Tuesday, July 31, 2007

The Village Just South of Shiloh on the Next Hill Over

West Bank's own slice of America
By Martin Patience
BBC News, West Bank

Mazraa Sharqiya is not your average Palestinian village.

Expensive jeeps and cars line the pristine streets. Expensive villas nestle behind high stone walls.

Whereas many modern Palestinian homes are built from cinderblocks, here there are opulent four-storey residences, many of them clad in marble.

With about a third of Palestinian households in the West Bank living in poverty according to the United Nations, Mazraa Sharqiya is an obvious exception to the rule.

Some Palestinians even refer to the village as the Miami of the West Bank on account of the wealth and the seemingly endless summer partying.

But the wealth found in Mazraa Sharqiya is not produced locally - it comes from the Palestinian diaspora, people who have left their homes in search of a better life.

About two-thirds of the village's 15,000 inhabitants live abroad, mainly in the United States.
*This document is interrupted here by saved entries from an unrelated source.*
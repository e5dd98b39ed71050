use std::io;

use clap::Parser;
use crossterm::terminal::size;
use log::{error, info};
use rand::SeedableRng;
use rand::rngs::StdRng;

mod animation;
mod assets;
mod collision;
mod config;
mod constants;
mod entities;
mod error;
mod game;
mod rendering;
mod terminal_io;
mod types;
mod world;

use animation::SpriteSet;
use assets::AssetCatalog;
use config::{Cli, GameConfig};
use error::GameError;
use game::{Game, Simulation};
use rendering::{OutputTarget, ScreenBuffer};
use terminal_io::{InputCollector, InputSource, SimulatedInput, TerminalGuard};

fn main() -> Result<(), GameError> {
    let config = GameConfig::from_cli(Cli::parse());
    simple_logging::log_to_file(&config.log_file, config.log_level)?;
    info!("Starting asteroid-field with seed {}.", config.seed);

    let catalog = AssetCatalog::load(&config.asset_dir)?;
    let sprites = SpriteSet::standard()?;
    let simulation = Simulation::new(sprites, StdRng::seed_from_u64(config.seed));

    if config.debug {
        let (width, height) = config.debug_screen;
        info!("Debug mode enabled. Resolution {}x{}", width, height);
        let stdout_target = OutputTarget::ScreenBuffer(ScreenBuffer::new(width, height));
        let input = InputCollector::new(InputSource::Simulated(SimulatedInput::demo_script()), false);
        return Game::new(config, stdout_target, input, catalog, simulation, (width, height)).run();
    }

    let guard = TerminalGuard::enter()?;
    let (width, height) = size().map_err(|e| { error!("Failed to get terminal size: {}", e); e })?;
    info!("Terminal size: {}x{}", width, height);

    let input = InputCollector::new(InputSource::Terminal, guard.reports_release());
    let result = Game::new(config, OutputTarget::Stdout(io::stdout()), input, catalog, simulation, (width, height)).run();
    drop(guard);

    if let Err(e) = &result {
        error!("Game ended with an error: {}", e);
    }
    info!("Exiting asteroid-field.");
    result
}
During the summer, many of the residents return to their home village where they have built villas.

Ahmed Yacoub, 46, is one of them. The father-of-six left the village more than 30 years ago. He says that because of the Israeli occupation there were few opportunities for young people in the village.

Mr Yacoub first went to Puerto Rico, then Chicago, and then back to Puerto Rico where he runs a successful clothing company.

But he returns home every summer, although Israel often makes it difficult for him and his family to enter, he says.

"I like to bring my children here to teach them the Arabic language and customs," says Mr Yacoub, sitting on a chair on his patio.

"Because when they are far away then cannot learn like they do when they're in the village."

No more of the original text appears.